For those of you who don't know, George Washington Carver was known as the "Plant Doctor" and the "Peanut Man."  He was a artist and scientist who was born in a slave cabin on the park's land.  His father was hanged by bushwackers, and George and his mother were kidnapped and taken to Arkansas to be sold.  Moses Carver, the farmer who owned the land where George was born, re-bought George, but couldn't save his mother.  George spent many of his childhood years in Diamond, but soon moved on to pursue education throughout Missouri, Kansas, and Iowa.  After graduating college in Iowa, he began a teaching career at Tuskegee University in Alabama.  Here, he began experimenting with crops that would do well in the barren southern soil.  He worked primarily with cow peas, peanuts, and sweet potatoes.  He found over 300 uses for peanuts alone!  GWC also went on to speak around the nation on segregation, and was an early Civil Rights leader.  It's amazing to think that this man was from a tiny town down the road!

Isn't the trail through the woods beautiful!
The GWC National Monument was built in 1953, and is the first national park/monument to recognize an African American.  It is a GORGEOUS park, with lots of wonderful hands-on activities for kids.  There were enough fun things to keep the two year old in our group busy the whole time we were there!  The video telling about GWC's life was a fantastic addition since my last visit.

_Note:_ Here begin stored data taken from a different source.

//! Entity construction from a reflection provider.
//!
//! [`ModuleBuilder`] imports a namespace, discovers its public members and
//! submodules, and registers everything it creates in a [`Context`].

mod class;
mod function;
pub(crate) mod vardocs;

use crate::config::DocConfig;
use crate::doc::Doc;
use crate::error::{DocWarning, Result};
use crate::graph::{Context, Entity, EntityId, EntityKind, ModuleData};
use docgraph_reflect_api::{
    cleandoc, is_public, MemberInfo, MemberKind, NamespaceInfo, OverrideValue, ReflectionProvider,
};
use indexmap::IndexMap;
use log::{debug, info};

/// Predicate deciding which module members are documented.
pub type DocFilter<'a> = &'a dyn Fn(Doc<'_>) -> bool;

/// Builds Module entities, recursively, into a [`Context`].
///
/// # Examples
///
/// ```rust
/// use docgraph::{DocConfig, ModuleBuilder};
/// use docgraph_reflect_api::MemoryProvider;
///
/// let mut provider = MemoryProvider::new();
/// let module = provider.add_module("tools");
/// provider.add_function(module, "run", "Run the tool.");
/// provider.add_function(module, "debug", "Debug the tool.");
///
/// let config = DocConfig::default();
/// let hide_debug = |doc: docgraph::Doc<'_>| doc.name() != "debug";
/// let (context, id) = ModuleBuilder::new(&provider, &config)
///     .with_docfilter(&hide_debug)
///     .build_standalone("tools")
///     .unwrap();
///
/// let module = context.doc(id).unwrap();
/// let names: Vec<&str> = module.members().iter().map(|d| d.name()).collect();
/// assert_eq!(names, vec!["run"]);
/// ```
pub struct ModuleBuilder<'a> {
    provider: &'a dyn ReflectionProvider,
    config: &'a DocConfig,
    docfilter: Option<DocFilter<'a>>,
}

impl<'a> ModuleBuilder<'a> {
    /// Create a builder over a provider.
    pub fn new(provider: &'a dyn ReflectionProvider, config: &'a DocConfig) -> Self {
        Self {
            provider,
            config,
            docfilter: None,
        }
    }

    /// Only keep module members accepted by `filter`.
    pub fn with_docfilter(mut self, filter: DocFilter<'a>) -> Self {
        self.docfilter = Some(filter);
        self
    }

    /// Import `name` and build it into `ctx`.
    pub fn build(&self, ctx: &mut Context, name: &str) -> Result<EntityId> {
        let namespace = self.provider.import_module(name)?;
        self.build_namespace(ctx, &namespace, None)
    }

    /// Import `name` and build it into a fresh context.
    pub fn build_standalone(&self, name: &str) -> Result<(Context, EntityId)> {
        let mut ctx = Context::new();
        let id = self.build(&mut ctx, name)?;
        Ok((ctx, id))
    }

    /// Build an already imported namespace.
    pub fn build_namespace(
        &self,
        ctx: &mut Context,
        namespace: &NamespaceInfo,
        supermodule: Option<EntityId>,
    ) -> Result<EntityId> {
        let mut name = namespace.name.clone();
        if !namespace.is_package {
            if let Some(stripped) = name.strip_suffix(".__init__") {
                name = stripped.to_string();
            }
        }
        debug!("Building module {}", name);

        let overrides: IndexMap<String, OverrideValue> =
            namespace.overrides.iter().cloned().collect();
        let module_id = ctx.alloc(Entity {
            name: name.clone(),
            module: ctx.next_id(),
            object: Some(namespace.object),
            docstring: clean_docstring(namespace.docstring.clone()),
            inherits: None,
            kind: EntityKind::Module(ModuleData {
                supermodule,
                is_package: namespace.is_package,
                is_namespace: namespace.is_namespace,
                overrides,
                ..Default::default()
            }),
        });

        let mut doc: IndexMap<String, EntityId> = IndexMap::new();

        for member in self.public_members(ctx, &name, namespace)? {
            match member.kind {
                MemberKind::Routine { .. } => {
                    let id = function::build_function(ctx, self.provider, module_id, None, &member, false);
                    doc.insert(member.name.clone(), id);
                }
                MemberKind::Class => {
                    let id = class::build_class(
                        ctx,
                        self.provider,
                        module_id,
                        &member.name,
                        member.object,
                        None,
                    )?;
                    doc.insert(member.name.clone(), id);
                }
                _ => {}
            }
        }

        if !namespace.is_namespace {
            self.add_variables(ctx, module_id, &name, namespace, &mut doc);
        }

        if namespace.is_package {
            let submodules = self
                .provider
                .submodule_names(namespace, &self.config.source_suffixes)?;
            for root in submodules {
                if doc.contains_key(&root) || !is_public(&root) {
                    continue;
                }
                let fullname = format!("{}.{}", name, root);
                let sub_namespace = self.provider.import_module(&fullname)?;
                let sub_id = self.build_namespace(ctx, &sub_namespace, Some(module_id))?;

                let hollow = matches!(
                    &ctx.entity(sub_id).kind,
                    EntityKind::Module(data) if data.is_namespace && data.doc.is_empty()
                );
                if hollow {
                    debug!("Discarding empty namespace package {}", fullname);
                    let refname = ctx.refname(sub_id);
                    ctx.unregister(&refname);
                    continue;
                }
                doc.insert(root, sub_id);
            }
        }

        if let Some(filter) = self.docfilter {
            let view: &Context = ctx;
            doc.retain(|_, id| filter(Doc::new(view, *id)));
        }

        if let EntityKind::Module(data) = &mut ctx.entity_mut(module_id).kind {
            data.doc = doc.clone();
        }
        self.register(ctx, module_id, &doc);

        info!("Built module {} with {} members", name, doc.len());
        Ok(module_id)
    }

    fn public_members(
        &self,
        ctx: &mut Context,
        module_name: &str,
        namespace: &NamespaceInfo,
    ) -> Result<Vec<MemberInfo>> {
        match &namespace.exports {
            Some(exports) => {
                let mut members = Vec::with_capacity(exports.len());
                for export in exports {
                    match self.provider.module_member(namespace.object, export)? {
                        Some(member) => members.push(member),
                        None => ctx.warn(DocWarning::MissingExport {
                            module: module_name.to_string(),
                            name: export.clone(),
                        }),
                    }
                }
                Ok(members)
            }
            None => Ok(self
                .provider
                .module_members(namespace.object)?
                .into_iter()
                .filter(|member| {
                    member.is_public()
                        && member
                            .defined_in
                            .as_deref()
                            .map_or(true, |module| module == namespace.name)
                })
                .collect()),
        }
    }

    fn add_variables(
        &self,
        ctx: &mut Context,
        module_id: EntityId,
        module_name: &str,
        namespace: &NamespaceInfo,
        doc: &mut IndexMap<String, EntityId>,
    ) {
        let Some(source) = self.provider.source(namespace.object) else {
            debug!("No source for {}, skipping variable docstrings", module_name);
            return;
        };
        let variables = vardocs::module_variables(&source, namespace.exports.as_deref());

        match variables {
            Ok(vars) => {
                for (var_name, var) in vars {
                    let id = function::build_variable(
                        ctx,
                        module_id,
                        &var_name,
                        var.docstring,
                        None,
                        None,
                        false,
                    );
                    doc.insert(var_name, id);
                }
            }
            Err(reason) => ctx.warn(DocWarning::UnparsableSource {
                refname: module_name.to_string(),
                reason,
            }),
        }
    }

    fn register(&self, ctx: &mut Context, module_id: EntityId, doc: &IndexMap<String, EntityId>) {
        let refname = ctx.refname(module_id);
        ctx.register(refname, module_id);

        for id in doc.values().copied() {
            let refname = ctx.refname(id);
            ctx.register(refname, id);

            let nested: Vec<EntityId> = match &ctx.entity(id).kind {
                EntityKind::Class(data) => data.doc.values().copied().collect(),
                _ => Vec::new(),
            };
            for member in nested {
                let refname = ctx.refname(member);
                ctx.register(refname, member);
            }
        }
    }
}

/// Clean a raw docstring the way docstrings are displayed.
pub(crate) fn clean_docstring(raw: Option<String>) -> String {
    raw.map(|doc| cleandoc(&doc).trim().to_string())
        .unwrap_or_default()
}

/// Dedent raw source text.
pub(crate) fn clean_source(source: &str) -> String {
    cleandoc(&format!("\n{}", source))
}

I was really excited to find some articles for my classroom around the park.  One article is GWC's memoir, which was typed up to include spelling mistakes and all.  It's a wonderful article we'll read some time this year. They also had a list of quotes by GWC and some other things he's known for.  4th graders in our school study Missouri history, and always visit this park, as well as write biographies about GWC, but I think they'll enjoy these articles.

I asked the worker if I could find articles like this at other national parks/monuments, and she said that they should have them at many places.  I'll definitely be looking for some when I head over to the Hot Springs National Park in Arkansas!  If all parks have articles like this, I'll have a wonderful collection for close reading!

In college, I created a national parks literacy project, and I wrote to every national park in the country.  I received pamphlets from almost every one of them, but if I had known about these articles, I would have most definitely asked for those, too!